Groening first came up with the idea for Abe Simpson when he wanted to add a crotchety old character who complained a lot and dreamed up incredulous stories. Grampa Simpson has been around since the Tracey Ullman shorts with his voice being provided by Dan Castellaneta. He made his first appearance in January of 1988 in “Grampa and the Kids.” In the short, Grampa is telling Bart and Lisa about the good old days but when they start to ignore him, he pretends to die to get their attention back.

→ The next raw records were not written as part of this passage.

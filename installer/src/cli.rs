//! CLI argument definitions for the Javonet installer tools.
//!
//! Each binary parses its own argument struct. Every option can also be set
//! through an environment variable so the tools can run unattended from
//! Composer scripts.

use camino::{Utf8Path, Utf8PathBuf};
use clap::Parser;

use crate::lfs::scan::DEFAULT_REPOSITORY_URL;
use crate::lockfile::default_lock_file;

/// Download the real content of Git LFS pointer files in the SDK packages.
#[derive(Parser, Debug, Clone)]
#[command(name = "javonet-download-lfs")]
#[command(version, about)]
#[command(long_about = concat!(
    "Download the real content of Git LFS pointer files in the SDK packages.\n\n",
    "Composer installs the Javonet PHP SDK without Git LFS support, leaving small ",
    "pointer files in place of the component archives. This tool detects those ",
    "pointers, resolves the installed SDK version from composer.lock, and replaces ",
    "each pointer with the file published for that version.",
))]
#[command(after_help = concat!(
    "EXAMPLES:\n",
    "  Run from the installed SDK directory:\n",
    "    $ cd vendor/javonet/javonet-php-sdk && javonet-download-lfs\n\n",
    "  Point at the SDK and lock file explicitly:\n",
    "    $ javonet-download-lfs --package-dir vendor/javonet/javonet-php-sdk \\\n",
    "        --lock-file composer.lock\n",
))]
pub struct DownloadCli {
    /// Directory of the installed SDK package.
    #[arg(long, env = "JAVONET_PACKAGE_DIR", value_name = "DIR", default_value = ".")]
    pub package_dir: Utf8PathBuf,

    /// Composer lock file [default: <package-dir>/../../../composer.lock].
    #[arg(long, env = "JAVONET_LOCK_FILE", value_name = "FILE")]
    pub lock_file: Option<Utf8PathBuf>,

    /// Repository serving the released package files.
    #[arg(
        long,
        env = "JAVONET_REPOSITORY_URL",
        value_name = "URL",
        default_value = DEFAULT_REPOSITORY_URL
    )]
    pub repository_url: String,
}

impl DownloadCli {
    /// Return the lock file to read, falling back to the project root above
    /// the package directory.
    ///
    /// # Examples
    ///
    /// ```
    /// use clap::Parser;
    /// use javonet_installer::cli::DownloadCli;
    ///
    /// let cli = DownloadCli::parse_from([
    ///     "javonet-download-lfs",
    ///     "--lock-file",
    ///     "app/composer.lock",
    /// ]);
    /// assert_eq!(cli.lock_file_path(), "app/composer.lock");
    /// ```
    #[must_use]
    pub fn lock_file_path(&self) -> Utf8PathBuf {
        self.lock_file
            .clone()
            .unwrap_or_else(|| default_lock_file(&self.package_dir))
    }
}

/// Extract the SDK component archives for the PSR-4 autoloader.
#[derive(Parser, Debug, Clone)]
#[command(name = "javonet-extract-packages")]
#[command(version, about)]
#[command(long_about = concat!(
    "Extract the SDK component archives for the PSR-4 autoloader.\n\n",
    "Each archive under <package-dir>/packages is expanded into its own directory ",
    "under <package-dir>/javonet, replacing any previous contents. Missing archives ",
    "are skipped; the run fails only when no archive could be extracted.",
))]
pub struct ExtractCli {
    /// Directory of the installed SDK package.
    #[arg(long, env = "JAVONET_PACKAGE_DIR", value_name = "DIR", default_value = ".")]
    pub package_dir: Utf8PathBuf,
}

impl ExtractCli {
    /// Return the package directory to operate on.
    #[must_use]
    pub fn package_dir(&self) -> &Utf8Path {
        &self.package_dir
    }
}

Since then, our favorite resident of the Springfield Retirement Castle has been keeping us amused on a regular basis with complaints about modern culture, a constant need for attention and a laundry list of exaggerated stories from his past. Whether he’s remembering the time he took a ferry to Shelbyville, complaining that the president is a “Demy-crat,” or telling of how he filled the Statue of Liberty’s head with garbage, it’s a presence that we know we will never get tired of even if the rest of the family is well beyond being able to tolerate it. Check out the list below and see if you’re favorite invective made the list!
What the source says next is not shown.